Work task:
What lines of the data hold the string "paths"? Copy them all.

Top of Dataset extract

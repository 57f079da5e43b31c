//! TOML deck files.
//!
//! A deck is a named collection of vocabulary items stored as TOML. Decks are
//! the item pool the CLI quizzes on, and [`DeckStore`] writes level changes
//! back to the file after every answer.

use std::collections::HashSet;
use std::path::{Path, PathBuf};

use anyhow::{Context, Result};
use chrono::{DateTime, Utc};
use serde::{Deserialize, Serialize};

use crate::engine::NUM_ANSWERS;
use crate::error::StoreError;
use crate::model::{IdentityKey, VocabularyItem, MAX_LEVEL};
use crate::traits::ItemStore;

/// On-disk shape of a deck file.
#[derive(Debug, Serialize, Deserialize)]
struct TomlDeckFile {
    deck: TomlDeckHeader,
    #[serde(default)]
    items: Vec<TomlDeckItem>,
}

#[derive(Debug, Serialize, Deserialize)]
struct TomlDeckHeader {
    id: String,
    name: String,
    #[serde(default, skip_serializing_if = "String::is_empty")]
    description: String,
    #[serde(default, skip_serializing_if = "Option::is_none")]
    source_language: Option<String>,
    #[serde(default, skip_serializing_if = "Option::is_none")]
    target_language: Option<String>,
    #[serde(default, skip_serializing_if = "Option::is_none")]
    updated_at: Option<DateTime<Utc>>,
}

#[derive(Debug, Serialize, Deserialize)]
struct TomlDeckItem {
    source_text: String,
    target_text: String,
    #[serde(default, skip_serializing_if = "Option::is_none")]
    source_language: Option<String>,
    #[serde(default, skip_serializing_if = "Option::is_none")]
    target_language: Option<String>,
    #[serde(default)]
    level: i64,
}

/// A named collection of vocabulary items.
#[derive(Debug, Clone)]
pub struct Deck {
    /// Unique identifier for this deck.
    pub id: String,
    /// Human-readable name.
    pub name: String,
    /// What this deck covers.
    pub description: String,
    /// Source language for items that don't name one.
    pub source_language: Option<String>,
    /// Target language for items that don't name one.
    pub target_language: Option<String>,
    /// Last time the deck was written.
    pub updated_at: Option<DateTime<Utc>>,
    /// The items, in file order.
    pub items: Vec<VocabularyItem>,
}

impl Deck {
    pub fn new(id: impl Into<String>, name: impl Into<String>) -> Self {
        Self {
            id: id.into(),
            name: name.into(),
            description: String::new(),
            source_language: None,
            target_language: None,
            updated_at: None,
            items: Vec::new(),
        }
    }

    /// Add items not already in the deck.
    ///
    /// Keys are trimmed and otherwise kept as given. Keys already present (or
    /// repeated within `keys`) are skipped, and new items start at level 0.
    /// Returns how many items were added.
    pub fn merge(&mut self, keys: impl IntoIterator<Item = IdentityKey>) -> usize {
        let mut known: HashSet<IdentityKey> =
            self.items.iter().map(|item| item.key().clone()).collect();
        let before = self.items.len();

        for key in keys {
            let key = key.trimmed();
            if known.insert(key.clone()) {
                self.items.push(VocabularyItem::new(key));
            }
        }

        let added = self.items.len() - before;
        tracing::debug!(deck = %self.id, added, "merged items");
        added
    }

    /// Drop items whose identity key already appeared earlier in the deck.
    /// Returns how many were removed.
    pub fn dedup(&mut self) -> usize {
        let mut seen = HashSet::new();
        let before = self.items.len();
        self.items.retain(|item| seen.insert(item.key().clone()));
        before - self.items.len()
    }

    /// Mark the deck as modified now.
    pub fn touch(&mut self) {
        self.updated_at = Some(Utc::now());
    }

    /// Render the deck as TOML. Item languages equal to the deck defaults are
    /// left out.
    pub fn to_toml_string(&self) -> std::result::Result<String, StoreError> {
        let items = self
            .items
            .iter()
            .map(|item| TomlDeckItem {
                source_text: item.source_text().to_string(),
                target_text: item.target_text().to_string(),
                source_language: language_override(
                    item.source_language(),
                    self.source_language.as_deref(),
                ),
                target_language: language_override(
                    item.target_language(),
                    self.target_language.as_deref(),
                ),
                level: i64::from(item.level()),
            })
            .collect();

        let file = TomlDeckFile {
            deck: TomlDeckHeader {
                id: self.id.clone(),
                name: self.name.clone(),
                description: self.description.clone(),
                source_language: self.source_language.clone(),
                target_language: self.target_language.clone(),
                updated_at: self.updated_at,
            },
            items,
        };

        Ok(toml::to_string_pretty(&file)?)
    }

    /// Write the deck to `path`, creating parent directories as needed.
    pub fn save(&self, path: &Path) -> std::result::Result<(), StoreError> {
        let content = self.to_toml_string()?;
        let io_err = |source: std::io::Error| StoreError::Io {
            path: path.to_path_buf(),
            source,
        };
        if let Some(parent) = path.parent().filter(|p| !p.as_os_str().is_empty()) {
            std::fs::create_dir_all(parent).map_err(io_err)?;
        }
        std::fs::write(path, content).map_err(io_err)?;
        Ok(())
    }
}

fn language_override(language: &str, default: Option<&str>) -> Option<String> {
    match default {
        Some(d) if d == language => None,
        _ => Some(language.to_string()),
    }
}

/// Parse a single deck file.
pub fn parse_deck(path: &Path) -> Result<Deck> {
    let content = std::fs::read_to_string(path)
        .with_context(|| format!("failed to read deck file: {}", path.display()))?;

    parse_deck_str(&content, path)
}

/// Parse deck TOML from a string (useful for testing).
pub fn parse_deck_str(content: &str, source_path: &Path) -> Result<Deck> {
    let parsed: TomlDeckFile = toml::from_str(content)
        .with_context(|| format!("failed to parse TOML: {}", source_path.display()))?;

    let header = parsed.deck;
    let items = parsed
        .items
        .into_iter()
        .map(|i| -> std::result::Result<VocabularyItem, StoreError> {
            let source_language = i
                .source_language
                .or_else(|| header.source_language.clone())
                .ok_or_else(|| StoreError::MissingLanguage {
                    item: i.source_text.clone(),
                    which: "source",
                })?;
            let target_language = i
                .target_language
                .or_else(|| header.target_language.clone())
                .ok_or_else(|| StoreError::MissingLanguage {
                    item: i.source_text.clone(),
                    which: "target",
                })?;
            let level = u8::try_from(i.level)
                .ok()
                .filter(|l| *l <= MAX_LEVEL)
                .ok_or_else(|| StoreError::LevelOutOfRange {
                    item: i.source_text.clone(),
                    level: i.level,
                })?;

            Ok(VocabularyItem::pair(
                source_language,
                target_language,
                i.source_text,
                i.target_text,
            )
            .with_level(level))
        })
        .collect::<std::result::Result<Vec<_>, StoreError>>()
        .with_context(|| format!("invalid deck: {}", source_path.display()))?;

    Ok(Deck {
        id: header.id,
        name: header.name,
        description: header.description,
        source_language: header.source_language,
        target_language: header.target_language,
        updated_at: header.updated_at,
        items,
    })
}

/// Recursively load all `.toml` deck files from a directory.
pub fn load_deck_directory(dir: &Path) -> Result<Vec<Deck>> {
    let mut decks = Vec::new();

    if !dir.is_dir() {
        anyhow::bail!("not a directory: {}", dir.display());
    }

    let mut paths: Vec<PathBuf> = std::fs::read_dir(dir)
        .with_context(|| format!("failed to read directory: {}", dir.display()))?
        .map(|entry| entry.map(|e| e.path()))
        .collect::<std::io::Result<_>>()?;
    paths.sort();

    for path in paths {
        if path.is_dir() {
            decks.extend(load_deck_directory(&path)?);
        } else if path.extension().is_some_and(|ext| ext == "toml") {
            match parse_deck(&path) {
                Ok(deck) => decks.push(deck),
                Err(e) => {
                    tracing::warn!("skipping {}: {:#}", path.display(), e);
                }
            }
        }
    }

    Ok(decks)
}

/// Items whose source text contains `query`, ignoring case, ordered from the
/// highest mastery level down. An empty query matches every item.
pub fn search<'a>(items: &'a [VocabularyItem], query: &str) -> Vec<&'a VocabularyItem> {
    let query = query.to_lowercase();
    let mut found: Vec<&VocabularyItem> = items
        .iter()
        .filter(|item| item.source_text().to_lowercase().contains(&query))
        .collect();
    found.sort_by(|a, b| b.level().cmp(&a.level()));
    found
}

/// A warning from deck validation.
#[derive(Debug, Clone)]
pub struct ValidationWarning {
    /// The item's source text (if applicable).
    pub item: Option<String>,
    /// Warning message.
    pub message: String,
}

/// Check a deck for common issues.
pub fn validate_deck(deck: &Deck) -> Vec<ValidationWarning> {
    let mut warnings = Vec::new();

    // Duplicate identity keys
    let mut seen = HashSet::new();
    for item in &deck.items {
        if !seen.insert(item.key()) {
            warnings.push(ValidationWarning {
                item: Some(item.source_text().to_string()),
                message: format!("duplicate item: {}", item.key()),
            });
        }
    }

    // Empty texts
    for item in &deck.items {
        if item.source_text().trim().is_empty() || item.target_text().trim().is_empty() {
            warnings.push(ValidationWarning {
                item: Some(item.source_text().to_string()),
                message: "item has an empty source or target text".into(),
            });
        }
    }

    if deck.items.len() < NUM_ANSWERS {
        warnings.push(ValidationWarning {
            item: None,
            message: format!(
                "deck has {} item(s); a quiz needs at least {NUM_ANSWERS}",
                deck.items.len()
            ),
        });
    }

    warnings
}

/// An [`ItemStore`] backed by a deck file.
#[derive(Debug)]
pub struct DeckStore {
    path: PathBuf,
    deck: Deck,
}

impl DeckStore {
    /// Load the deck at `path`.
    ///
    /// Repeated items are collapsed onto their first occurrence, so every
    /// pool index maps to exactly one stored item. The file is rewritten
    /// without the repeats on the next save.
    pub fn open(path: impl Into<PathBuf>) -> Result<Self> {
        let path = path.into();
        let mut deck = parse_deck(&path)?;
        let removed = deck.dedup();
        if removed > 0 {
            tracing::warn!(
                deck = %deck.id,
                removed,
                "ignoring repeated items, keeping the first of each"
            );
        }
        tracing::info!(deck = %deck.id, items = deck.items.len(), "opened deck");
        Ok(Self { path, deck })
    }

    pub fn path(&self) -> &Path {
        &self.path
    }

    pub fn deck(&self) -> &Deck {
        &self.deck
    }
}

impl ItemStore for DeckStore {
    fn name(&self) -> &str {
        &self.deck.name
    }

    fn load_items(&self) -> Result<Vec<VocabularyItem>> {
        Ok(self.deck.items.clone())
    }

    fn save_level(&mut self, item: &VocabularyItem) -> Result<()> {
        let stored = self
            .deck
            .items
            .iter_mut()
            .find(|stored| stored.is_same_item(item))
            .ok_or_else(|| StoreError::ItemNotFound(item.key().clone()))?;
        stored.set_level(item.level());

        self.deck.touch();
        self.deck.save(&self.path)?;
        tracing::debug!(item = %item.key(), level = item.level(), "saved level");
        Ok(())
    }
}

Bottom of Dataset extract

Your response:
    let mut paths: Vec<PathBuf> = std::fs::read_dir(dir)
    paths.sort();
    for path in paths {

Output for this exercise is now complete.